Nicolas Maduro, président du Venezuela et Raul Castro, président cubain, à La Havane, le 10 avril 2017. / YAMIL LAGE / AFP

La Havane prétend ne pas vouloir laisser le pouvoir, seul, à Caracas face au « harcèlement international » dont il est victime, selon La Havane.

Dans une lettre le félicitant avec « une immense joie révolutionnaire » pour l’élection et l’installation récente d’une Assemblée constituante controversée, Raul Castro a assuré à M. Maduro que « les Cubains seront à l’avant-garde de la solidarité militante » du bloc socialiste latino-américain et resteront « engagés en faveur de (sa) cause ». « Des jours de lutte acharnée, de harcèlement international, de blocus et de privations sont à venir, mais tu ne seras pas seul », a-t-il insisté à l’adresse du président socialiste dans ce courrier lu sur l’antenne de la télévision d’Etat cubaine.

Confronté à une vague de contestation ayant déjà fait 125 morts depuis quatre mois, Nicolas Maduro se trouve de plus en plus isolé par la communauté internationale. Il a notamment déclenché l’ire de nombreux pays et de l’Onu en tentant de reprendre en main les institutions de son pays avec l’installation d’une Assemblée constituante qui menace le Parlement contrôlé par l’opposition.

Soutien inconditionnel du successeur de Hugo Chavez (président de 1999 à 2013), le Cuba de Raul Castro avait rejeté fin juillet toute participation à une médiation au Venezuela, arguant de la légitimité du président Maduro. Allié politique du gouvernement socialiste vénézuélien, La Havane est fortement dépendante des livraisons de pétrole de Caracas, concédé à des conditions favorables et payé en grande partie avec l’envoi de médecins cubains au Venezuela.

Sanctions financières américaines

De leur côté, les Etats-Unis ont infligé de nouvelles sanctions financières au Venezuela, accroissant la pression. Huit responsables, dont un frère du défunt Hugo Chavez (président de 1999 à 2013), impliqués dans la récente mise en place de l’Assemblée constituante sont visés par ces mesures annoncées mercredi.

« Ce régime est inacceptable et les Etats-Unis se tiendront au côté de l’opposition (qui se bat) contre la tyrannie jusqu’à ce que le Venezuela restaure une démocratie prospère et pacifique », a assuré dans un communiqué le secrétaire américain au Trésor Steven Mnuchin. « Tous les biens de ces individus sont gelés aux Etats-Unis et les citoyens américains ont pour interdiction de commercer avec eux », a précisé le Trésor.

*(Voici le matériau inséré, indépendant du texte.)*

/*
 * Responsibility
 * - Handler から見える「認証済み主体」(Identity) と、リクエスト単位のスコープ (RequestScope) の型
 * - middleware が検証して request extensions に格納し、handler はこの型だけを受け取る
 *
 * Notes
 * - JWT の検証ロジックは services/middleware 側の責務
 * - RequestScope は Request 値と一緒に運ばれ、Request と一緒に drop される
 *   (スレッドローカルやグローバルな表は使わない)
 */
use std::sync::Arc;

/// Authenticated subject of one request. Never mutated after creation.
///
/// - `id` is the credential's subject, treated as an opaque string
/// - `email` is carried when the credential has it
#[derive(Debug, Clone, PartialEq, Eq)]
pub struct Identity {
    pub id: String,
    pub email: Option<String>,
}

impl Identity {
    pub fn new(id: impl Into<String>) -> Self {
        Self {
            id: id.into(),
            email: None,
        }
    }

    pub fn with_email(mut self, email: Option<String>) -> Self {
        self.email = email;
        self
    }
}

/// Immutable per-request value bag holding at most one `Identity`.
///
/// `attach` returns a derived scope and leaves `self` untouched, so a scope
/// already handed to other code can never change under it.
#[derive(Debug, Clone, Default)]
pub struct RequestScope {
    identity: Option<Arc<Identity>>,
}

impl RequestScope {
    pub fn anonymous() -> Self {
        Self::default()
    }

    pub fn attach(&self, identity: Identity) -> Self {
        Self {
            identity: Some(Arc::new(identity)),
        }
    }

    pub fn identity(&self) -> Option<&Identity> {
        self.identity.as_deref()
    }

    pub fn is_authenticated(&self) -> bool {
        self.identity.is_some()
    }
}

/// Who is calling, as established by the auth middleware for this request.
///
/// `None` means anonymous; deciding whether that is acceptable is up to the caller.
pub fn current_identity(scope: &RequestScope) -> Option<&Identity> {
    scope.identity()
}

Le 31 juillet, Washington avait déjà imposé des sanctions juridiques et financières sans précédent contre le président Maduro, alors qualifié de « dictateur ». « Quand a-t-on vu dans l’histoire des relations internationales qu’une puissance condamne des citoyens pour avoir organisé des élections ? », a réagi le ministre des Affaires étrangères vénézuélien Jorge Arreaza. « Ils ne respectent aucun principe élémentaire du droit international. Ils se ridiculisent devant le monde entier. Le Venezuela ne peut être sanctionné par rien ni par personne », a-t-il ajouté.

Climat de défiance

Dans la matinée, le Parlement vénézuélien, seule institution contrôlée par l’opposition, a siégé dans un climat de défiance vis-à-vis de l’Assemblée constituante, installée au sein même du bâtiment législatif. « Nous sommes à l’Assemblée, en train d’occuper et de défendre la position législative que nous ont octroyée 14 millions de Vénézuéliens », a tweeté le député d’opposition Miguel Pizarro.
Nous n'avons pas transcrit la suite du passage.